魔法少女リリカルなのは SS

Southern Cross

♯.3 Nocturne









 砂糖をひとさじ、ミルクを適量入れて、用意されたスプーンで数回掻き回す。真っ黒だったコーヒーが独特な匂いを発する茶色に変化した。スプーンを取り出してカップ の横に置き、苦味が薄れたコーヒーを口にする。
 豆から挽かれた味はなかなかの物だった。クロノは何口か楽しんだ後、カップをコースターに戻す。
 なのはとの会話から一時間が過ぎていた。

「時空管理局武装隊所属、高町なのは、か」

 呟きが漏れた。
 クロノの横にはフェイトの姿がある。シャワーを浴びた彼女は黒と白を基調にした可愛らしい寝巻き姿でミルクを啜るように飲んでいた。長い金色の髪は左右で結わえら れておらず、湿り気を残して綺麗に降ろされている。アルフというと、キッチンで明日の昼食の準備に励んでいるので二人の前には居なかった。

「彼女も、もう局員だったんだな」
「……うん」

 静かに答えるフェイト。ミルクに口をつけた後、続ける。

「なのはは強いね。昨日も言われたんだ。苦しさも辛さも愉しさも分かり合いたいって」
「……要らないお節介だったな、彼女に事件の事を話さなかったのは」
「……そうかも」

 少しだけ寂しそうにして、フェイトは中身が半分くらいに減ったコップをコースターに戻した。
 気遣い。心配。配慮。他人と接する上ではとても大切なものだ。心配されて嫌な気持ちになる人間はまず居ない。だが、それも状況や気遣い次第で不要な ものとなる。過剰な配慮は疎ましいものにもなる。況してや、覚悟を決めた人間――自分が傷つく事も厭わない高町なのはにとっては、喩え自分を案じてくれた配慮で あっても、事件を知らせてくれなかった事は寂しかったに違いない。
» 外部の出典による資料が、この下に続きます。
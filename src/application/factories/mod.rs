mod formatter_factory;
mod presenter_factory;

pub use formatter_factory::FormatterFactory;
pub use presenter_factory::{PresenterFactory, PresenterType};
「でも、僕は君が取った行動も間違っていなかったと思う」

 彼女の覚悟を考慮せず、手前勝手な理由を付けて事件を知らせなかった。確かに要らぬ世話だったかもしれない。だが、クロノはフェイトの行動は正解の一つである と思っていた。

「そうかな……?」

 不安そうにフェイトはクロノを見る。
 選択した行動が間違っていたとしても、友達を心配する気持ちが間違っているはずがないのだ。
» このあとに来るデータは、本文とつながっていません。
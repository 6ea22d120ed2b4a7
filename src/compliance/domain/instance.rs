use crate::shared::Result;
use chrono::{DateTime, Utc};
use serde::{Deserialize, Serialize};
use std::fmt;
use std::str::FromStr;

/// Maximum length for instance ids (security limit)
const MAX_INSTANCE_ID_LENGTH: usize = 128;

/// NewType wrapper for a managed instance id with validation
///
/// Accepts EC2 ids (`i-...`) as well as hybrid managed-node ids (`mi-...`).
#[derive(Debug, Clone, PartialEq, Eq, Hash, PartialOrd, Ord, Serialize, Deserialize)]
#[serde(try_from = "String", into = "String")]
pub struct InstanceId(String);

impl InstanceId {
    pub fn new(id: String) -> Result<Self> {
        if id.is_empty() {
            anyhow::bail!("Instance id cannot be empty");
        }

        if id.len() > MAX_INSTANCE_ID_LENGTH {
            anyhow::bail!(
                "Instance id is too long ({} bytes). Maximum allowed: {} bytes",
                id.len(),
                MAX_INSTANCE_ID_LENGTH
            );
        }

        // Ids end up in SendCommand targets and file snapshots
        if !id.chars().all(|c| c.is_ascii_alphanumeric() || c == '-') {
            anyhow::bail!(
                "Instance id '{}' contains invalid characters. Only ASCII alphanumerics and hyphens are allowed.",
                id
            );
        }

        Ok(Self(id))
    }

    pub fn as_str(&self) -> &str {
        &self.0
    }
}

impl TryFrom<String> for InstanceId {
    type Error = anyhow::Error;

    fn try_from(value: String) -> Result<Self> {
        Self::new(value)
    }
}

impl From<InstanceId> for String {
    fn from(id: InstanceId) -> Self {
        id.0
    }
}

impl FromStr for InstanceId {
    type Err = anyhow::Error;

    fn from_str(s: &str) -> Result<Self> {
        Self::new(s.to_string())
    }
}

impl fmt::Display for InstanceId {
    fn fmt(&self, f: &mut fmt::Formatter<'_>) -> fmt::Result {
        write!(f, "{}", self.0)
    }
}

/// Scan lifecycle label shown next to each instance
#[derive(Debug, Clone, Copy, PartialEq, Eq, Serialize, Deserialize)]
pub enum ScanStatus {
    Success,
    Failed,
    InProgress,
}

impl ScanStatus {
    pub fn as_str(&self) -> &'static str {
        match self {
            ScanStatus::Success => "Success",
            ScanStatus::Failed => "Failed",
            ScanStatus::InProgress => "InProgress",
        }
    }
}

impl fmt::Display for ScanStatus {
    fn fmt(&self, f: &mut fmt::Formatter<'_>) -> fmt::Result {
        f.write_str(self.as_str())
    }
}

impl FromStr for ScanStatus {
    type Err = String;

    fn from_str(s: &str) -> std::result::Result<Self, Self::Err> {
        match s {
            "Success" => Ok(ScanStatus::Success),
            "Failed" => Ok(ScanStatus::Failed),
            "InProgress" => Ok(ScanStatus::InProgress),
            _ => Err(format!(
                "Invalid scan status: {}. Expected Success, Failed or InProgress",
                s
            )),
        }
    }
}

/// One instance as reported by the agent inventory. Never persisted.
#[derive(Debug, Clone, PartialEq, Eq)]
pub struct InventoryObservation {
    pub instance_id: InstanceId,
    pub platform_type: Option<String>,
    pub platform_name: Option<String>,
}

impl InventoryObservation {
    pub fn new(
        instance_id: InstanceId,
        platform_type: Option<String>,
        platform_name: Option<String>,
    ) -> Self {
        Self {
            instance_id,
            platform_type,
            platform_name,
        }
    }
}

/// Partial update of an [`InstanceRecord`], scoped to one field group
///
/// The Reconciler only ever writes the inventory group and the scan
/// orchestrator only ever writes the scan group, so concurrent writers never
/// touch the same field.
#[derive(Debug, Clone, PartialEq)]
pub enum RecordUpdate {
    Inventory {
        platform_type: Option<String>,
        platform_name: Option<String>,
    },
    ScanStarted {
        command_id: String,
        started_at: DateTime<Utc>,
    },
}

impl RecordUpdate {
    pub fn inventory(observation: &InventoryObservation) -> Self {
        RecordUpdate::Inventory {
            platform_type: observation.platform_type.clone(),
            platform_name: observation.platform_name.clone(),
        }
    }

    pub fn scan_started(command_id: String, started_at: DateTime<Utc>) -> Self {
        RecordUpdate::ScanStarted {
            command_id,
            started_at,
        }
    }
}

/// InstanceRecord entity: one managed instance in the catalog
#[derive(Debug, Clone, PartialEq, Serialize, Deserialize)]
#[serde(rename_all = "camelCase")]
pub struct InstanceRecord {
    instance_id: InstanceId,
    #[serde(default, skip_serializing_if = "Option::is_none")]
    platform_type: Option<String>,
    #[serde(default, skip_serializing_if = "Option::is_none")]
    platform_name: Option<String>,
    #[serde(default, skip_serializing_if = "Option::is_none")]
    last_scan_time: Option<DateTime<Utc>>,
    #[serde(default, skip_serializing_if = "Option::is_none")]
    command_id: Option<String>,
    #[serde(default, skip_serializing_if = "Option::is_none")]
    scan_status: Option<ScanStatus>,
}

impl InstanceRecord {
    /// Creates a record with inventory fields populated and scan fields absent
    pub fn from_observation(observation: InventoryObservation) -> Self {
        Self {
            instance_id: observation.instance_id,
            platform_type: observation.platform_type,
            platform_name: observation.platform_name,
            last_scan_time: None,
            command_id: None,
            scan_status: None,
        }
    }

    /// Applies a field-group update; fields outside the group are untouched
    pub fn apply(&mut self, update: RecordUpdate) {
        match update {
            RecordUpdate::Inventory {
                platform_type,
                platform_name,
            } => {
                self.platform_type = platform_type;
                self.platform_name = platform_name;
            }
            RecordUpdate::ScanStarted {
                command_id,
                started_at,
            } => {
                self.last_scan_time = Some(started_at);
                self.command_id = Some(command_id);
                self.scan_status = Some(ScanStatus::InProgress);
            }
        }
    }

    pub fn instance_id(&self) -> &InstanceId {
        &self.instance_id
    }

    pub fn platform_type(&self) -> Option<&str> {
        self.platform_type.as_deref()
    }

    pub fn platform_name(&self) -> Option<&str> {
        self.platform_name.as_deref()
    }

    pub fn last_scan_time(&self) -> Option<DateTime<Utc>> {
        self.last_scan_time
    }

    pub fn command_id(&self) -> Option<&str> {
        self.command_id.as_deref()
    }

    pub fn scan_status(&self) -> Option<ScanStatus> {
        self.scan_status
    }
}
「そうだよ。だからこそ、なのはに内密にしようって決めた時、母さんも賛成してしてくれたんだ」

 クロノに慰めているつもりは無い。ただ素直に思い、感じた事を口にする。

「どんなに強く覚悟してても、それは本人でしか分からない。特になのはは口にしないからね、そういう事は」
「クロノ……」

 彼女の髪に手を伸ばす。水分を残している金の髪は、しっとりとした肌触りを返して来た。

「母さんに連絡しておいた。すぐに正式な通達がなのはに出される。彼女が所属してる武装隊ごと、アースラに組み込まれると思う」

 労わるようにして、クロノはフェイトの髪を撫でる。

「ほ、ほんと?」

 別の意味で緊張した面持ちで、フェイト。シャワーを浴びて赤くなっていた頬が、さらに赤みを増している。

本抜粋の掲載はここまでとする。